Dataset entries:
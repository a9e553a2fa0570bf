use crate::ast::{Expr, Literal};
use serde::Serialize;

/// JSON value node.
#[derive(Debug, Clone, PartialEq, Serialize)]
#[serde(tag = "type")]
pub enum JsonNode {
    /// Object, properties in source order (duplicates kept)
    #[serde(rename = "jsonObject")]
    Object { children: Vec<JsonProperty> },

    /// Array, elements in source order
    #[serde(rename = "jsonArray")]
    Array { children: Vec<JsonNode> },

    /// Literal string, number, boolean or null
    #[serde(rename = "jsonLiteral")]
    Literal(Literal),

    /// String value that holds an expression
    ///
    /// # Examples
    /// ```text
    /// "{{ $activity[x].y }}"
    /// "=$activity[x].y"
    /// ```
    #[serde(rename = "stringTemplate")]
    StringTemplate { expression: Expr },
}

impl JsonNode {
    pub fn type_name(&self) -> &'static str {
        match self {
            JsonNode::Object { .. } => "jsonObject",
            JsonNode::Array { .. } => "jsonArray",
            JsonNode::Literal(_) => "jsonLiteral",
            JsonNode::StringTemplate { .. } => "stringTemplate",
        }
    }

    /// Looks up the first property named `key` on an object node.
    pub fn get(&self, key: &str) -> Option<&JsonNode> {
        match self {
            JsonNode::Object { children } => children
                .iter()
                .find(|property| property.key == key)
                .map(|property| &property.value),
            _ => None,
        }
    }

    /// Whether this subtree contains any embedded expression.
    pub fn has_templates(&self) -> bool {
        match self {
            JsonNode::Object { children } => children.iter().any(|p| p.value.has_templates()),
            JsonNode::Array { children } => children.iter().any(JsonNode::has_templates),
            JsonNode::Literal(_) => false,
            JsonNode::StringTemplate { .. } => true,
        }
    }
}

/// Object member (`"key": value`).
#[derive(Debug, Clone, PartialEq, Serialize)]
#[serde(tag = "type", rename = "jsonProperty")]
pub struct JsonProperty {
    pub key: String,
    pub value: JsonNode,
}
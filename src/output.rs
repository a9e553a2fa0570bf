//! Printing parsed trees back to text.
//!
//! Two kinds of output are provided:
//!
//! - **Source reconstruction** via [`to_source()`] / [`to_source_pretty()`] -
//!   literals are printed from their `raw` text, string templates as
//!   `"=<expression>"`, so parsing the output again yields an equal tree
//! - **Tree dumps** via [`to_json()`] / [`to_json_pretty()`] - the serialized
//!   form of any parse result, `type` tags included
//!
//! # Examples
//!
//! ```
//! use mapping_expr::output::to_source;
//!
//! let doc = mapping_expr::parse(r#"{ "n": 78.910, "t": "{{ $env[x] }}" }"#).ast.unwrap();
//! assert_eq!(to_source(&doc), r#"{"n":78.910,"t":"=$env.x"}"#);
//! ```

use crate::ast::{Document, Expr, JsonNode, Selector};
use crate::parser::DEFAULT_SCOPE;
use serde::Serialize;

pub struct SourcePrinter {
    pretty: bool,
}

impl SourcePrinter {
    pub fn new(pretty: bool) -> Self {
        SourcePrinter { pretty }
    }

    pub fn print(&self, document: &Document) -> String {
        match document {
            Document::Json { value } => self.print_node(value, 0),
            Document::ExprStmt { x } => print_expr(x),
        }
    }

    fn print_node(&self, node: &JsonNode, indent: usize) -> String {
        match node {
            JsonNode::Literal(literal) => literal.raw.clone(),
            JsonNode::StringTemplate { expression } => {
                format!("\"={}\"", escape_string(&print_expr(expression)))
            }
            JsonNode::Array { children } => self.print_array(children, indent),
            JsonNode::Object { children } => {
                let members: Vec<(&str, &JsonNode)> = children
                    .iter()
                    .map(|p| (p.key.as_str(), &p.value))
                    .collect();
                self.print_object(&members, indent)
            }
        }
    }

    fn print_array(&self, arr: &[JsonNode], indent: usize) -> String {
        if arr.is_empty() {
            return "[]".to_string();
        }

        if self.pretty {
            let mut result = "[\n".to_string();
            let items: Vec<String> = arr
                .iter()
                .map(|v| {
                    format!(
                        "{}{}",
                        self.indent(indent + 1),
                        self.print_node(v, indent + 1)
                    )
                })
                .collect();
            result.push_str(&items.join(",\n"));
            result.push('\n');
            result.push_str(&self.indent(indent));
            result.push(']');
            result
        } else {
            let items: Vec<String> = arr.iter().map(|v| self.print_node(v, indent)).collect();
            format!("[{}]", items.join(","))
        }
    }

    /// Members keep source order, duplicates included.
    fn print_object(&self, members: &[(&str, &JsonNode)], indent: usize) -> String {
        if members.is_empty() {
            return "{}".to_string();
        }

        if self.pretty {
            let mut result = "{\n".to_string();
            let items: Vec<String> = members
                .iter()
                .map(|(k, v)| {
                    format!(
                        "{}\"{}\": {}",
                        self.indent(indent + 1),
                        escape_string(k),
                        self.print_node(v, indent + 1)
                    )
                })
                .collect();
            result.push_str(&items.join(",\n"));
            result.push('\n');
            result.push_str(&self.indent(indent));
            result.push('}');
            result
        } else {
            let items: Vec<String> = members
                .iter()
                .map(|(k, v)| format!("\"{}\":{}", escape_string(k), self.print_node(v, indent)))
                .collect();
            format!("{{{}}}", items.join(","))
        }
    }

    fn indent(&self, level: usize) -> String {
        "  ".repeat(level)
    }
}

fn escape_string(s: &str) -> String {
    s.chars()
        .flat_map(|c| match c {
            '"' => vec!['\\', '"'],
            '\\' => vec!['\\', '\\'],
            '\n' => vec!['\\', 'n'],
            '\r' => vec!['\\', 'r'],
            '\t' => vec!['\\', 't'],
            c if c.is_control() => format!("\\u{:04x}", c as u32).chars().collect(),
            c => vec![c],
        })
        .collect()
}

fn print_selector(sel: &Selector) -> String {
    match sel {
        Selector::Name(name) => format!(".{}", name),
        Selector::Expr(key) => format!("[{}]", print_expr(key)),
    }
}

/// Canonical source text of an expression.
///
/// Grouping is only what `ParenExpr` nodes record, so the output parses
/// back to the same tree.
pub fn print_expr(expr: &Expr) -> String {
    match expr {
        Expr::BasicLit(literal) => literal.raw.clone(),
        Expr::Identifier { name } => name.clone(),
        Expr::ScopeResolver { name, sel } if name == DEFAULT_SCOPE => {
            format!("${}", print_selector(sel))
        }
        Expr::ScopeResolver { name, sel } => format!("${}{}", name, print_selector(sel)),
        Expr::SelectorExpr { x, sel } => format!("{}{}", print_expr(x), print_selector(sel)),
        Expr::CallExpr { fun, args } => {
            let args: Vec<String> = args.iter().map(print_expr).collect();
            format!("{}({})", print_expr(fun), args.join(", "))
        }
        Expr::UnaryExpr { operator, x } => format!("{}{}", operator, print_expr(x)),
        Expr::BinaryExpr { operator, x, y } => {
            format!("{} {} {}", print_expr(x), operator, print_expr(y))
        }
        Expr::TernaryExpr {
            condition,
            consequent,
            alternate,
        } => format!(
            "{} ? {} : {}",
            print_expr(condition),
            print_expr(consequent),
            print_expr(alternate)
        ),
        Expr::ParenExpr { x } => format!("({})", print_expr(x)),
    }
}

impl std::fmt::Display for Expr {
    fn fmt(&self, f: &mut std::fmt::Formatter<'_>) -> std::fmt::Result {
        f.write_str(&print_expr(self))
    }
}

impl std::fmt::Display for Document {
    fn fmt(&self, f: &mut std::fmt::Formatter<'_>) -> std::fmt::Result {
        f.write_str(&to_source(self))
    }
}

// Convenience functions

/// Reconstructs compact source text.
pub fn to_source(document: &Document) -> String {
    SourcePrinter::new(false).print(document)
}

/// Reconstructs source text with 2-space indentation, one member per line.
pub fn to_source_pretty(document: &Document) -> String {
    SourcePrinter::new(true).print(document)
}

/// Serializes a tree or [`crate::ParseResult`] to compact JSON.
pub fn to_json<T: Serialize>(value: &T) -> Result<String, serde_json::Error> {
    serde_json::to_string(value)
}

/// Serializes a tree or [`crate::ParseResult`] to indented JSON.
pub fn to_json_pretty<T: Serialize>(value: &T) -> Result<String, serde_json::Error> {
    serde_json::to_string_pretty(value)
}
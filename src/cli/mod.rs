//! CLI support for mapping-expr
//!
//! Provides programmatic access to the `mapx` commands for embedding in
//! other tools (import pipelines, editor integrations).

mod check;
mod format;

pub use check::{execute_check, execute_parse, ParseOutput};
pub use format::{execute_format, execute_tokens};

use crate::ParseOptions;
use std::io;
use thiserror::Error;

/// Errors that can occur during CLI operations
#[derive(Debug, Error)]
pub enum CliError {
    #[error("Parse error: {0}")]
    Parse(#[from] crate::ParseError),

    #[error("JSON output error: {0}")]
    Json(#[from] serde_json::Error),

    #[error("IO error: {0}")]
    Io(#[from] io::Error),

    #[error("No input provided. Pass the text as an argument or pipe it to stdin.")]
    NoInput,
}

/// How the input text is interpreted
#[derive(Debug, Clone, Copy, PartialEq, Eq, Default)]
pub enum Mode {
    /// JSON document with templates, or a bare expression
    #[default]
    Document,
    /// Bare expression only
    Resolver,
}

/// Options shared by the commands
#[derive(Debug, Clone, Default)]
pub struct RunOptions {
    /// Text to parse
    pub text: String,
    pub mode: Mode,
    /// Indent the output
    pub pretty: bool,
    pub parse: ParseOptions,
}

EXERCISE GOAL: Beginning of the records through the line with "an object node.": return that span exactly and stop there.

EXERCISE RESULT:
repository a9e553a2fa0570bf
use crate::ast::{Expr, Literal};
use serde::Serialize;

/// JSON value node.
#[derive(Debug, Clone, PartialEq, Serialize)]
#[serde(tag = "type")]
pub enum JsonNode {
    /// Object, properties in source order (duplicates kept)
    #[serde(rename = "jsonObject")]
    Object { children: Vec<JsonProperty> },

    /// Array, elements in source order
    #[serde(rename = "jsonArray")]
    Array { children: Vec<JsonNode> },

    /// Literal string, number, boolean or null
    #[serde(rename = "jsonLiteral")]
    Literal(Literal),

    /// String value that holds an expression
    ///
    /// # Examples
    /// ```text
    /// "{{ $activity[x].y }}"
    /// "=$activity[x].y"
    /// ```
    #[serde(rename = "stringTemplate")]
    StringTemplate { expression: Expr },
}

impl JsonNode {
    pub fn type_name(&self) -> &'static str {
        match self {
            JsonNode::Object { .. } => "jsonObject",
            JsonNode::Array { .. } => "jsonArray",
            JsonNode::Literal(_) => "jsonLiteral",
            JsonNode::StringTemplate { .. } => "stringTemplate",
        }
    }

    /// Looks up the first property named `key` on an object node.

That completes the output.